ABSTRACT

A project to extract methane hydrate (herein after referred to as MH), which is expected to be an energy resource in the next generation, from the deep sea-bed has been advanced (Research Consortium for Methane Hydrate Resources in Japan). MH is composed of a methane molecule and water molecules and exists as an ice-like crystal under low-temperature and highpressure condition. In the MH extraction project, a well is drilled into the sea floor from a marine platform. Then, fluids in the well are either heated or depressurized to induce MH dissociation and the dissolution of methane gas is collected in-situ. During MH production, there are concerns about the settlement of the seabed and the possibility that landslides will occur due to change in effective stress induced by drilling, water movement due to depressurization, dissociation of MH, methane gas generation and thermal change, which are all inter-connected. In addition, rebound of the ground and possible landslides caused by the reduction in effective stress accompanying the water pressure recovery after the end of production are also important issues.
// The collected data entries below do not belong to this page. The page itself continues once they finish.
//! Reverse adjacency, built on demand.
//!
//! The index is a counting-sort transpose of an [`Adjacency`] store:
//! in-degrees are counted into a prefix-sum bounds array, source ids are
//! scattered using the bounds entries as write cursors, and the bounds are
//! then rebuilt by a second counting pass since the scatter consumed them.
//! An absent index means "not computed", never "no predecessors".

use crate::adjacency::Adjacency;
use crate::bitset::NodeSet;
use crate::error::GraphResult;
use crate::Node;
use tracing::debug;

/// Predecessor lists in CSR form: `targets[bounds[n]..bounds[n + 1]]` are
/// the sources of edges into node `n`.
#[derive(Debug, Clone)]
pub struct PredecessorIndex {
    bounds: Vec<u32>,
    targets: Vec<Node>,
    restricted: bool,
}

impl PredecessorIndex {
    /// Transpose the full edge relation of `graph`.
    pub fn compute<G: Adjacency>(graph: &G) -> GraphResult<Self> {
        Self::build(graph, None)
    }

    /// Transpose only edges whose endpoints both lie in `subset`.
    pub fn compute_restricted<G: Adjacency>(graph: &G, subset: &NodeSet) -> GraphResult<Self> {
        Self::build(graph, Some(subset))
    }

    fn build<G: Adjacency>(graph: &G, subset: Option<&NodeSet>) -> GraphResult<Self> {
        let num_nodes = graph.num_nodes();
        let keep = |node: Node| subset.map_or(true, |s| s.contains(node));

        // First counting pass: in-degree of every kept target.
        let mut bounds = vec![0u32; num_nodes + 1];
        for source in 0..num_nodes as Node {
            if !keep(source) {
                continue;
            }
            for index in 0..graph.out_degree(source)? {
                let target = graph.successor(source, index)?;
                if keep(target) {
                    bounds[target as usize] += 1;
                }
            }
        }
        let mut sum = 0u32;
        for entry in bounds.iter_mut() {
            let count = *entry;
            *entry = sum;
            sum += count;
        }

        // Scatter sources, consuming the bounds entries as write cursors.
        let mut targets = vec![0 as Node; sum as usize];
        for source in 0..num_nodes as Node {
            if !keep(source) {
                continue;
            }
            for index in 0..graph.out_degree(source)? {
                let target = graph.successor(source, index)?;
                if keep(target) {
                    let cursor = &mut bounds[target as usize];
                    targets[*cursor as usize] = source;
                    *cursor += 1;
                }
            }
        }

        // The cursors now hold block ends; rebuild the bounds with a
        // second counting pass.
        bounds.iter_mut().for_each(|entry| *entry = 0);
        for source in 0..num_nodes as Node {
            if !keep(source) {
                continue;
            }
            for index in 0..graph.out_degree(source)? {
                let target = graph.successor(source, index)?;
                if keep(target) {
                    bounds[target as usize] += 1;
                }
            }
        }
        let mut sum = 0u32;
        for entry in bounds.iter_mut() {
            let count = *entry;
            *entry = sum;
            sum += count;
        }

        debug!(
            nodes = num_nodes,
            edges = targets.len(),
            restricted = subset.is_some(),
            "built predecessor index"
        );
        Ok(Self {
            bounds,
            targets,
            restricted: subset.is_some(),
        })
    }

    /// Sources of edges into `node`. Empty for out-of-range nodes.
    pub fn predecessors(&self, node: Node) -> &[Node] {
        let n = node as usize;
        if n + 1 >= self.bounds.len() {
            return &[];
        }
        &self.targets[self.bounds[n] as usize..self.bounds[n + 1] as usize]
    }

    pub fn in_degree(&self, node: Node) -> usize {
        self.predecessors(node).len()
    }

    pub fn is_restricted(&self) -> bool {
        self.restricted
    }

    pub fn num_edges(&self) -> usize {
        self.targets.len()
    }
}

#[cfg(test)]
mod tests {
    use super::*;
    use crate::adjacency::FlatStore;
    use rand::{Rng, SeedableRng};

    fn store_from_lists(lists: &[Vec<Node>]) -> FlatStore {
        let mut store = FlatStore::new();
        for (node, successors) in lists.iter().enumerate() {
            store.prepare(node as Node, successors.len()).unwrap();
            for (i, &target) in successors.iter().enumerate() {
                store.set_successor(node as Node, i, target).unwrap();
            }
        }
        store
    }

    #[test]
    fn test_transpose_small() {
        let store = store_from_lists(&[vec![1, 2], vec![2], vec![0, 0]]);
        let index = PredecessorIndex::compute(&store).unwrap();
        assert_eq!(index.predecessors(0), &[2, 2]);
        assert_eq!(index.predecessors(1), &[0]);
        assert_eq!(index.predecessors(2), &[0, 1]);
        assert_eq!(index.num_edges(), 5);
        assert!(!index.is_restricted());
    }

    #[test]
    fn test_transpose_matches_reference_on_random_graphs() {
        let mut rng = rand::rngs::StdRng::seed_from_u64(7);
        for _ in 0..20 {
            let num_nodes = rng.gen_range(1..40usize);
            let lists: Vec<Vec<Node>> = (0..num_nodes)
                .map(|_| {
                    (0..rng.gen_range(0..6))
                        .map(|_| rng.gen_range(0..num_nodes) as Node)
                        .collect()
                })
                .collect();
            let store = store_from_lists(&lists);
            let index = PredecessorIndex::compute(&store).unwrap();

            // v ∈ predecessors(u) exactly as often as u ∈ successors(v).
            for u in 0..num_nodes as Node {
                for v in 0..num_nodes as Node {
                    let forward = lists[v as usize].iter().filter(|&&t| t == u).count();
                    let backward =
                        index.predecessors(u).iter().filter(|&&s| s == v).count();
                    assert_eq!(forward, backward, "edge ({v}, {u})");
                }
            }
        }
    }

    #[test]
    fn test_restricted_transpose() {
        // Edges: 0→1, 1→2, 2→0, 0→2. Subset {0, 2} keeps only 2→0 and 0→2.
        let store = store_from_lists(&[vec![1, 2], vec![2], vec![0]]);
        let subset: NodeSet = [0, 2].into_iter().collect();
        let index = PredecessorIndex::compute_restricted(&store, &subset).unwrap();
        assert!(index.is_restricted());
        assert_eq!(index.predecessors(0), &[2]);
        assert_eq!(index.predecessors(1), &[] as &[Node]);
        assert_eq!(index.predecessors(2), &[0]);
    }

    #[test]
    fn test_idempotent_recompute() {
        let mut store = store_from_lists(&[vec![1], vec![0]]);
        store.compute_predecessors().unwrap();
        let first = store.predecessor_index().unwrap().predecessors(0).as_ptr();
        store.compute_predecessors().unwrap();
        let second = store.predecessor_index().unwrap().predecessors(0).as_ptr();
        // No-op guard: the backing array was not rebuilt.
        assert_eq!(first, second);

        // A restricted index is replaced by an unrestricted recompute.
        let subset: NodeSet = [0].into_iter().collect();
        store.compute_predecessors_restricted(&subset).unwrap();
        assert!(store.predecessor_index().unwrap().is_restricted());
        store.compute_predecessors().unwrap();
        assert!(!store.predecessor_index().unwrap().is_restricted());
    }

    #[test]
    fn test_clear_means_not_computed() {
        let mut store = store_from_lists(&[vec![0]]);
        store.compute_predecessors().unwrap();
        store.clear_predecessors();
        assert!(store.predecessor_index().is_none());
    }
}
Therefore, an analysis of soil behavior is required to estimate the resulting ground deformation as a result of the extraction process

The authors (2005) have performed triaxial compression tests on MH bearing-sand and undisturbed soils under high-pressure and low-temperature, and have developed a constitutive model which can express deformation behavior (2008). In this paper, ground deformation in the vicinity of MH exploitation is predicted using a soil-water-gas-heat coupled finite element method with the developed elasto-plastic constitutive model.